Deciphering optimal molecular determinants of non-hemolytic, cell-penetrating antimicrobial peptides through bioinformatics and Random Forest.

Antimicrobial peptides (AMPs) are promising molecules for combating resistant pathogens, offering several advantages like broad-spectrum effectiveness and multi-targeted action. While most AMPs exhibit membranolytic activity similar to hemolytic peptides (HPs), some act by entering cells like cell-penetrating peptides (CPPs). The toxicity of AMPs towards the host is the major hurdle in their development and application. Given the peptides' function and toxicity largely depend on their molecular properties, identifying and fine-tuning these factors is imperative for developing effective and safe AMPs. To address these knowledge gaps, we present a study that employs a holistic strategy by investigating the molecular descriptors of AMPs, CPPs, HPs, and non-functional equivalents. The prediction of functional properties categorized datasets of 3697 experimentally validated peptides into six groups and three clusters. Predictive and statistical analyses of physicochemical and structural parameters revealed that AMPs have a mean hydrophobic moment of 1.2, a net charge of 4.5, and a lower isoelectric point of 10.9, with balanced hydrophobicity.
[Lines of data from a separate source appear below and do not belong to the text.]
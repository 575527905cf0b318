//! 日志基础设施

use std::io;

use anyhow::Result;
use tracing_appender::non_blocking::WorkerGuard;
use tracing_appender::{non_blocking, rolling};
use tracing_subscriber::{fmt, layer::SubscriberExt, util::SubscriberInitExt, EnvFilter, Layer};

use super::config::LoggingConfig;

/// 日志守卫，丢弃后文件日志停止刷新
pub struct LoggerGuard {
    _file: Option<WorkerGuard>,
}

pub struct Logger;

impl Logger {
    /// 初始化日志系统
    ///
    /// 控制台与按日期分割的文件日志可分别开关；`RUST_LOG` 优先于配置中的级别。
    pub fn init(config: &LoggingConfig) -> Result<LoggerGuard> {
        let filter = || {
            EnvFilter::try_from_default_env().unwrap_or_else(|_| EnvFilter::new(&config.level))
        };

        let (file_layer, guard) = if config.file_output {
            std::fs::create_dir_all(&config.log_path)?;
            let appender = rolling::daily(&config.log_path, &config.file_prefix);
            let (writer, guard) = non_blocking(appender);
            let layer = fmt::layer()
                .with_writer(writer)
                .with_ansi(false)
                .with_target(false)
                .with_thread_names(true)
                .with_filter(filter());
            (Some(layer), Some(guard))
        } else {
            (None, None)
        };

        let console_layer = config.console_output.then(|| {
            fmt::layer()
                .with_writer(io::stdout)
                .with_ansi(true)
                .with_filter(filter())
        });

        tracing_subscriber::registry()
            .with(file_layer)
            .with(console_layer)
            .try_init()?;

        Ok(LoggerGuard { _file: guard })
    }
}
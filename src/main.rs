use anyhow::Context;
use clap::Parser;
use nautics_catalog::app::{self, catalog::handler::AppState};
use nautics_catalog::infrastructure::config::load_config;
use nautics_catalog::infrastructure::logger::Logger;
use std::path::PathBuf;
use tokio::net::TcpListener;
use tracing::info;

/// 商品目录服务
#[derive(Debug, Parser)]
#[command(version, about)]
struct Args {
    /// 配置文件路径，缺省依次查找 config.toml 与 ./config/config.toml
    #[arg(short, long)]
    config: Option<PathBuf>,
}

#[tokio::main]
async fn main() -> anyhow::Result<()> {
    let args = Args::parse();

    let mut config = load_config(args.config.as_deref()).context("加载配置失败")?;
    config.apply_env();
    config.validate().context("配置无效")?;

    let _guard = Logger::init(&config.logging).context("初始化日志失败")?;

    let catalog = app::build_catalog(&config.storage).context("初始化目录存储失败")?;
    let state = AppState { catalog };
    let router = app::router(state, &config.http);

    let addr = format!("{}:{}", config.http.bind_address, config.http.port);
    let listener = TcpListener::bind(&addr)
        .await
        .with_context(|| format!("无法绑定到 {addr}"))?;

    info!("🚀 目录服务运行在 http://{}", addr);
    info!("   GET    /products[?category=] - 列出商品");
    info!("   GET    /products/{{id}}       - 商品详情");
    info!("   POST   /products             - 新增商品 (multipart)");
    info!("   DELETE /products?id=         - 删除商品");
    info!("   GET    /health               - 健康检查");

    axum::serve(listener, router)
        .with_graceful_shutdown(shutdown_signal())
        .await
        .context("服务器运行失败")?;

    info!("服务已停止");
    Ok(())
}

async fn shutdown_signal() {
    if let Err(err) = tokio::signal::ctrl_c().await {
        tracing::error!(error = %err, "无法监听退出信号");
    }
}
//! HTTP 接口测试：直接驱动路由，不监听端口

use axum::body::{to_bytes, Body};
use axum::http::{header, Request, StatusCode};
use axum::Router;
use nautics_catalog::app::{assemble_catalog, catalog::handler::AppState, router};
use nautics_catalog::app::catalog::FixedClock;
use nautics_catalog::infrastructure::config::{HttpConfig, StorageConfig};
use nautics_catalog::infrastructure::store::{MemoryObjectStore, ObjectStore};
use serde_json::Value;
use std::sync::Arc;
use tower::ServiceExt;

const BOUNDARY: &str = "api-test-boundary";

fn app_with(store: Option<Arc<MemoryObjectStore>>, http: HttpConfig) -> Router {
    let catalog = assemble_catalog(
        &StorageConfig::default(),
        store.map(|s| s as Arc<dyn ObjectStore>),
        Arc::new(FixedClock::from_millis(1_700_000_000_000)),
    );
    router(AppState { catalog }, &http)
}

fn app() -> Router {
    app_with(None, HttpConfig::default())
}

fn product_form(category: &str, with_image: bool) -> Body {
    let mut body = String::new();
    for (name, value) in [
        ("category", category),
        ("name", "Gyrocompass"),
        ("description", "Fibre optic"),
        ("link", "/products/navigation"),
    ] {
        body.push_str(&format!(
            "--{BOUNDARY}\r\nContent-Disposition: form-data; name=\"{name}\"\r\n\r\n{value}\r\n"
        ));
    }
    if with_image {
        body.push_str(&format!(
            "--{BOUNDARY}\r\nContent-Disposition: form-data; name=\"image\"; filename=\"gyro.png\"\r\nContent-Type: image/png\r\n\r\nPNG\r\n"
        ));
    }
    body.push_str(&format!("--{BOUNDARY}--\r\n"));
    Body::from(body)
}

fn post_product(body: Body) -> Request<Body> {
    Request::post("/products")
        .header(
            header::CONTENT_TYPE,
            format!("multipart/form-data; boundary={BOUNDARY}"),
        )
        .body(body)
        .unwrap()
}

async fn send(app: &Router, request: Request<Body>) -> (StatusCode, Value) {
    let response = app.clone().oneshot(request).await.unwrap();
    let status = response.status();
    let bytes = to_bytes(response.into_body(), usize::MAX).await.unwrap();
    let json = serde_json::from_slice(&bytes).unwrap_or(Value::Null);
    (status, json)
}

fn get(uri: &str) -> Request<Body> {
    Request::get(uri).body(Body::empty()).unwrap()
}

fn delete(uri: &str) -> Request<Body> {
    Request::delete(uri).body(Body::empty()).unwrap()
}

#[tokio::test]
async fn empty_catalog_lists_no_products() {
    let (status, json) = send(&app(), get("/products")).await;
    assert_eq!(status, StatusCode::OK);
    assert_eq!(json, serde_json::json!({ "products": [] }));
}

#[tokio::test]
async fn create_list_get_and_delete() {
    let app = app();

    let (status, json) = send(&app, post_product(product_form("navigation", true))).await;
    assert_eq!(status, StatusCode::OK);
    assert_eq!(json["success"], true);
    assert_eq!(json["message"], "Product added successfully");
    let id = json["product"]["id"].as_str().unwrap().to_string();
    assert_eq!(id, "navigation-1700000000000");
    assert_eq!(json["product"]["createdAt"], "2023-11-14T22:13:20Z");
    assert!(json["product"]["image"]
        .as_str()
        .unwrap()
        .starts_with("data:image/png;base64,"));

    let (status, json) = send(&app, get("/products")).await;
    assert_eq!(status, StatusCode::OK);
    assert_eq!(json["products"].as_array().unwrap().len(), 1);

    let (status, json) = send(&app, get(&format!("/products/{id}"))).await;
    assert_eq!(status, StatusCode::OK);
    assert_eq!(json["product"]["name"], "Gyrocompass");

    let (status, json) = send(&app, delete(&format!("/products?id={id}"))).await;
    assert_eq!(status, StatusCode::OK);
    assert_eq!(json["message"], "Product deleted successfully");
    assert_eq!(json["id"], id.as_str());

    let (_, json) = send(&app, get("/products")).await;
    assert!(json["products"].as_array().unwrap().is_empty());

    let (status, json) = send(&app, delete(&format!("/products?id={id}"))).await;
    assert_eq!(status, StatusCode::NOT_FOUND);
    assert_eq!(json["error"], "Product not found");
}

#[tokio::test]
async fn category_query_filters_listing() {
    let app = app();
    send(&app, post_product(product_form("navigation", true))).await;
    send(&app, post_product(product_form("safety", true))).await;

    let (_, json) = send(&app, get("/products?category=safety")).await;
    let products = json["products"].as_array().unwrap();
    assert_eq!(products.len(), 1);
    assert_eq!(products[0]["category"], "safety");
}

#[tokio::test]
async fn create_with_durable_store_returns_public_url() {
    let store = Arc::new(MemoryObjectStore::with_base_url("https://cdn.example.com"));
    let app = app_with(Some(store.clone()), HttpConfig::default());

    let (status, json) = send(&app, post_product(product_form("navigation", true))).await;
    assert_eq!(status, StatusCode::OK);
    assert_eq!(
        json["product"]["image"],
        "https://cdn.example.com/products/1700000000000-gyro.png"
    );
    assert_eq!(json["product"]["imageKey"], "products/1700000000000-gyro.png");
    assert!(store.contains("data/products.json"));
}

#[tokio::test]
async fn create_without_image_is_bad_request() {
    let (status, json) = send(&app(), post_product(product_form("navigation", false))).await;
    assert_eq!(status, StatusCode::BAD_REQUEST);
    assert_eq!(json["error"], "At least one image is required");
    assert_eq!(json["code"], 400);
}

#[tokio::test]
async fn create_with_missing_field_names_it() {
    let (status, json) = send(&app(), post_product(product_form("", true))).await;
    assert_eq!(status, StatusCode::BAD_REQUEST);
    assert_eq!(json["error"], "Missing required fields: category");
}

#[tokio::test]
async fn non_multipart_body_is_bad_request() {
    let request = Request::post("/products")
        .header(header::CONTENT_TYPE, "application/json")
        .body(Body::from(r#"{"name":"PLC"}"#))
        .unwrap();
    let (status, _) = send(&app(), request).await;
    assert_eq!(status, StatusCode::BAD_REQUEST);
}

#[tokio::test]
async fn unparsable_list_query_falls_back_to_full_listing() {
    let app = app();
    send(&app, post_product(product_form("navigation", true))).await;
    send(&app, post_product(product_form("safety", true))).await;

    let (status, json) = send(&app, get("/products?category=a&category=b")).await;
    assert_eq!(status, StatusCode::OK);
    assert_eq!(json["products"].as_array().unwrap().len(), 2);
}

#[tokio::test]
async fn unparsable_delete_query_is_json_bad_request() {
    let (status, json) = send(&app(), delete("/products?id=a&id=b")).await;
    assert_eq!(status, StatusCode::BAD_REQUEST);
    assert_eq!(json["code"], 400);
    assert!(json["error"].as_str().unwrap().contains("id"));
}

#[tokio::test]
async fn delete_without_id_is_bad_request() {
    let app = app();
    for uri in ["/products", "/products?id="] {
        let (status, json) = send(&app, delete(uri)).await;
        assert_eq!(status, StatusCode::BAD_REQUEST);
        assert_eq!(json["error"], "Product ID is required");
    }
}

#[tokio::test]
async fn unknown_product_is_not_found() {
    let (status, json) = send(&app(), get("/products/navigation-1")).await;
    assert_eq!(status, StatusCode::NOT_FOUND);
    assert_eq!(json["error"], "Product not found");
}

#[tokio::test]
async fn oversized_body_is_rejected() {
    let http = HttpConfig {
        max_body_bytes: 64,
        ..HttpConfig::default()
    };
    let response = app_with(None, http)
        .oneshot(post_product(product_form("navigation", true)))
        .await
        .unwrap();
    assert_eq!(response.status(), StatusCode::PAYLOAD_TOO_LARGE);
}

#[tokio::test]
async fn health_reports_repository() {
    let (status, json) = send(&app(), get("/health")).await;
    assert_eq!(status, StatusCode::OK);
    assert_eq!(json["status"], "healthy");
    assert_eq!(json["storage"], "memory");
}
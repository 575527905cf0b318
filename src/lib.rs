//! # 商品目录服务
//!
//! 维护一份 JSON 目录文档，负责：
//! - 并发新增/删除下的目录文档读-改-写
//! - multipart 图片上传的解码
//! - 图片发布到远程存储，存储不可用时内嵌为 data URI
//!
//! 分层结构：
//! - `app`：路由、处理器与目录业务
//! - `core`：错误、响应与中间件
//! - `infrastructure`：配置、日志、对象存储网关与 multipart 解码

pub mod app;
pub mod core;
pub mod infrastructure;

pub use app::catalog::{CatalogError, CatalogService};
pub use infrastructure::config::Config;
For cluster AC-nHPs containing peptides with antimicrobial, cell-penetrating, and non-hemolytic properties, disordered conformation and aggregation propensities, followed by amphiphilicity index, isoelectric point, and net charge were identified as the most critical properties. In addition, this work also explains why most AMPs and HPs are membrane-disruptive, while CPPs are non-membranolytic. In conclusion, the study identifies optimal molecular descriptors and offers valuable insights for designing effective, non-toxic AMPs for therapeutic use.